[Start of section]
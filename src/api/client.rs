use reqwest::Client;
use serde::Serialize;
use serde::de::DeserializeOwned;
use tracing::{debug, error, warn};

use super::schema::Operation;
use crate::config::Config;
use crate::error::{AppError, Result};
use crate::result::{GraphQlRequest, GraphQlResponse};

/// GraphQL 传输层。超时全部交给 reqwest 处理
#[derive(Debug, Clone)]
pub struct GraphQlClient {
    http: Client,
    endpoint: String,
}

impl GraphQlClient {
    pub fn new(config: &Config) -> Result<Self> {
        let http = Client::builder()
            .timeout(config.request_timeout())
            .connect_timeout(config.connect_timeout())
            .user_agent(format!("frontend/{}", env!("CARGO_PKG_VERSION")))
            .build()?;

        Ok(Self {
            http,
            endpoint: config.graphql_url.clone(),
        })
    }

    pub fn endpoint(&self) -> &str {
        &self.endpoint
    }

    /// 发送一次操作。有令牌时附带 Bearer 认证头
    pub async fn execute<V, T>(
        &self,
        operation: Operation,
        variables: V,
        token: Option<&str>,
    ) -> Result<T>
    where
        V: Serialize,
        T: DeserializeOwned,
    {
        debug!(operation = operation.name, endpoint = %self.endpoint, "Sending GraphQL request");

        let request = GraphQlRequest {
            operation_name: operation.name,
            query: operation.document,
            variables,
        };

        let mut builder = self.http.post(&self.endpoint).json(&request);
        if let Some(token) = token {
            builder = builder.bearer_auth(token);
        }

        let response = builder.send().await.map_err(|e| {
            error!(operation = operation.name, "GraphQL request failed: {}", e);
            AppError::Transport(e)
        })?;

        let status = response.status();
        let body = response.text().await?;

        // 出现校验错误时服务器可能返回 4xx，但响应体仍是 GraphQL 格式
        match serde_json::from_str::<GraphQlResponse>(&body) {
            Ok(envelope) => envelope.into_result().inspect_err(|e| {
                warn!(operation = operation.name, status = status.as_u16(), "GraphQL error: {}", e);
            }),
            Err(_) if !status.is_success() => {
                error!(operation = operation.name, status = status.as_u16(), "Unexpected HTTP status");
                Err(AppError::Http {
                    status: status.as_u16(),
                    body,
                })
            }
            Err(e) => Err(AppError::Parse(format!(
                "{} response could not be decoded: {}",
                operation.name, e
            ))),
        }
    }
}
[End of section]
Go through the entries and report every line with the string "token".

        token: Option<&str>,
        if let Some(token) = token {
            builder = builder.bearer_auth(token);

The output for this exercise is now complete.